A group of researchers has developed a noninvasive light-sensitive photoactivatable recombinase that enhances in-vivo genetic manipulation. The photoactivatable Flp recombinase’s highly light-sensitive property will be ideal for controlling genetic manipulation in deep mouse brain regions via noninvasive light-emitting diode illumination. This optogenetic module will provide neuroscience researchers with a side-effect-free and expandable genetic manipulation tool.

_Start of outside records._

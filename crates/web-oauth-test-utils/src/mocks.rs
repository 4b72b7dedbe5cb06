//! Mock collaborators for the web OAuth handler
//!
//! Both mocks count calls so tests can prove a step was (or was not)
//! reached.

use crate::crypto_fixtures::{test_decoding_key, FixtureError};
use async_trait::async_trait;
use jsonwebtoken::DecodingKey;
use std::collections::HashMap;
use std::sync::atomic::{AtomicUsize, Ordering};
use std::sync::Mutex;
use web_oauth::{AuthContext, AuthError, EntityVerifier, KeyProvider};

/// How [`MockKeyProvider`] answers lookups
#[derive(Debug, Clone)]
pub enum KeyProviderMode {
    /// Serve the configured keys, failing on unknown kids
    Serve,
    /// Fail every lookup with this error
    Fail(AuthError),
    /// Never complete
    Hang,
}

/// Key provider over fixed keys that records every lookup
pub struct MockKeyProvider {
    keys: HashMap<String, DecodingKey>,
    mode: KeyProviderMode,
    calls: AtomicUsize,
    requested: Mutex<Vec<String>>,
}

impl MockKeyProvider {
    /// Empty provider; every lookup misses
    pub fn new() -> Self {
        Self {
            keys: HashMap::new(),
            mode: KeyProviderMode::Serve,
            calls: AtomicUsize::new(0),
            requested: Mutex::new(Vec::new()),
        }
    }

    /// Serve test keypair `index` under `kid`
    pub fn with_test_key(mut self, kid: &str, index: u8) -> Result<Self, FixtureError> {
        self.keys.insert(kid.to_string(), test_decoding_key(index)?);
        Ok(self)
    }

    /// Switch answering mode
    pub fn with_mode(mut self, mode: KeyProviderMode) -> Self {
        self.mode = mode;
        self
    }

    /// Number of lookups received
    pub fn call_count(&self) -> usize {
        self.calls.load(Ordering::SeqCst)
    }

    /// Kids requested, in order
    pub fn requested_kids(&self) -> Vec<String> {
        self.requested.lock().map(|r| r.clone()).unwrap_or_default()
    }
}

impl Default for MockKeyProvider {
    fn default() -> Self {
        Self::new()
    }
}

#[async_trait]
impl KeyProvider for MockKeyProvider {
    async fn lookup_key(&self, _ctx: &AuthContext, kid: &str) -> Result<DecodingKey, AuthError> {
        self.calls.fetch_add(1, Ordering::SeqCst);
        if let Ok(mut requested) = self.requested.lock() {
            requested.push(kid.to_string());
        }

        match &self.mode {
            KeyProviderMode::Serve => self
                .keys
                .get(kid)
                .cloned()
                .ok_or_else(|| AuthError::KeyLookup(format!("unknown kid {kid}"))),
            KeyProviderMode::Fail(e) => Err(e.clone()),
            KeyProviderMode::Hang => std::future::pending().await,
        }
    }
}

/// Entity verifier that accepts or rejects every entity
///
/// On acceptance the info is the entity itself.
pub struct MockEntityVerifier {
    reject_with: Option<AuthError>,
    calls: AtomicUsize,
    seen: Mutex<Vec<String>>,
}

impl MockEntityVerifier {
    /// Accept every entity
    pub fn accepting() -> Self {
        Self {
            reject_with: None,
            calls: AtomicUsize::new(0),
            seen: Mutex::new(Vec::new()),
        }
    }

    /// Reject every entity with `error`
    pub fn rejecting(error: AuthError) -> Self {
        Self {
            reject_with: Some(error),
            ..Self::accepting()
        }
    }

    /// Number of verifications received
    pub fn call_count(&self) -> usize {
        self.calls.load(Ordering::SeqCst)
    }

    /// Entities verified, in order
    pub fn seen_entities(&self) -> Vec<String> {
        self.seen.lock().map(|s| s.clone()).unwrap_or_default()
    }
}

#[async_trait]
impl EntityVerifier for MockEntityVerifier {
    type Info = String;

    async fn verify_entity(&self, _ctx: &AuthContext, entity: &str) -> Result<String, AuthError> {
        self.calls.fetch_add(1, Ordering::SeqCst);
        if let Ok(mut seen) = self.seen.lock() {
            seen.push(entity.to_string());
        }

        match &self.reject_with {
            Some(e) => Err(e.clone()),
            None => Ok(entity.to_string()),
        }
    }
}
//! Verification key lookup by key ID.
//!
//! Fetching and caching keys from an identity provider's JWKS endpoint is
//! the key provider's business, not the handler's. The handler only ever
//! calls [`KeyProvider::lookup_key`] with the `kid` from a token header.
//!
//! [`StaticKeyProvider`] serves a fixed key set, loaded from PEM or from a
//! JWKS document, for deployments that pin keys and for tests.

use crate::errors::AuthError;
use crate::observability::metrics::record_key_lookup;
use crate::rpc::AuthContext;
use async_trait::async_trait;
use jsonwebtoken::jwk::{AlgorithmParameters, JwkSet};
use jsonwebtoken::DecodingKey;
use std::collections::HashMap;
use std::fmt;

/// Resolves a key ID to a public verification key.
#[async_trait]
pub trait KeyProvider: Send + Sync {
    /// Look up the verification key for `kid`.
    ///
    /// # Errors
    ///
    /// Returns `AuthError::KeyLookup` if the key is unknown or cannot be
    /// fetched.
    async fn lookup_key(&self, ctx: &AuthContext, kid: &str) -> Result<DecodingKey, AuthError>;
}

/// Key provider over a fixed key set.
#[derive(Clone, Default)]
pub struct StaticKeyProvider {
    keys: HashMap<String, DecodingKey>,
}

impl fmt::Debug for StaticKeyProvider {
    fn fmt(&self, f: &mut fmt::Formatter<'_>) -> fmt::Result {
        let mut kids: Vec<&str> = self.keys.keys().map(String::as_str).collect();
        kids.sort_unstable();
        f.debug_struct("StaticKeyProvider")
            .field("kids", &kids)
            .finish()
    }
}

impl StaticKeyProvider {
    /// Empty key set.
    pub fn new() -> Self {
        Self::default()
    }

    /// Add (or replace) the key for `kid`.
    pub fn with_key(mut self, kid: impl Into<String>, key: DecodingKey) -> Self {
        self.keys.insert(kid.into(), key);
        self
    }

    /// Add an RSA public key in PEM format under `kid`.
    ///
    /// # Errors
    ///
    /// Returns `AuthError::Configuration` if the PEM is not an RSA public key.
    pub fn with_rsa_pem(self, kid: impl Into<String>, pem: &[u8]) -> Result<Self, AuthError> {
        let key = DecodingKey::from_rsa_pem(pem).map_err(|e| {
            AuthError::Configuration(format!("invalid RSA public key PEM: {e}"))
        })?;
        Ok(self.with_key(kid, key))
    }

    /// Build a key set from a JWKS JSON document.
    ///
    /// RSA keys with a `kid` are loaded. Other entries are skipped with a
    /// warning since they can never verify an RS256 token.
    ///
    /// # Errors
    ///
    /// Returns `AuthError::Configuration` if the document is not a JWKS or
    /// an RSA key has unusable components.
    pub fn from_jwks_json(json: &str) -> Result<Self, AuthError> {
        let jwks: JwkSet = serde_json::from_str(json)
            .map_err(|e| AuthError::Configuration(format!("invalid JWKS document: {e}")))?;

        let mut provider = Self::new();
        for jwk in &jwks.keys {
            let Some(kid) = jwk.common.key_id.as_deref() else {
                tracing::warn!(target: "web_oauth.keys", "Skipping JWK without kid");
                continue;
            };

            match &jwk.algorithm {
                AlgorithmParameters::RSA(rsa) => {
                    let key = DecodingKey::from_rsa_components(&rsa.n, &rsa.e).map_err(|e| {
                        AuthError::Configuration(format!("invalid RSA JWK {kid}: {e}"))
                    })?;
                    provider.keys.insert(kid.to_string(), key);
                }
                _ => {
                    tracing::warn!(target: "web_oauth.keys", kid = %kid, "Skipping non-RSA JWK");
                }
            }
        }

        tracing::info!(
            target: "web_oauth.keys",
            key_count = provider.len(),
            "Loaded static key set"
        );
        Ok(provider)
    }

    /// Number of keys held.
    pub fn len(&self) -> usize {
        self.keys.len()
    }

    /// Whether the key set is empty.
    pub fn is_empty(&self) -> bool {
        self.keys.is_empty()
    }

    /// Whether a key is held for `kid`.
    pub fn contains(&self, kid: &str) -> bool {
        self.keys.contains_key(kid)
    }
}

#[async_trait]
impl KeyProvider for StaticKeyProvider {
    async fn lookup_key(&self, _ctx: &AuthContext, kid: &str) -> Result<DecodingKey, AuthError> {
        match self.keys.get(kid) {
            Some(key) => {
                record_key_lookup("hit");
                Ok(key.clone())
            }
            None => {
                tracing::debug!(
                    target: "web_oauth.keys",
                    kid = %kid,
                    "Key not found in static key set"
                );
                record_key_lookup("miss");
                Err(AuthError::KeyLookup(format!("unknown kid {kid}")))
            }
        }
    }
}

The team featured photoactivatable Flp recombinase in the study by searching for previously unknown split sites of Flp recombinase capable of reconstitution to be active. The researchers demonstrated transgene expression within anatomically confined mouse brain regions to validate the highly light-sensitive, efficient performance of photoactivatable Flp recombinase.
The concept of local genetic labeling suggests a new optogenetic module approach for genetically identifying subpopulations of cells defined by light delivery spatial and temporal characteristics. The researchers created a photoactivatable Flp recombinase that takes full advantage of the high spatiotemporal control provided by light stimulation.
This activation via noninvasive light illumination deep within the brain is advantageous because it avoids chemical or optic fiber implantation-mediated side effects such as off-target cytotoxicity or physical lesions that may influence animal physiology or behavior. By designing a viral vector for minimal leaky expression influenced by viral nascent promoters, the optogenetic module technique provides expandable utilities for transgene expression systems based on Flp recombinase activity in vivo.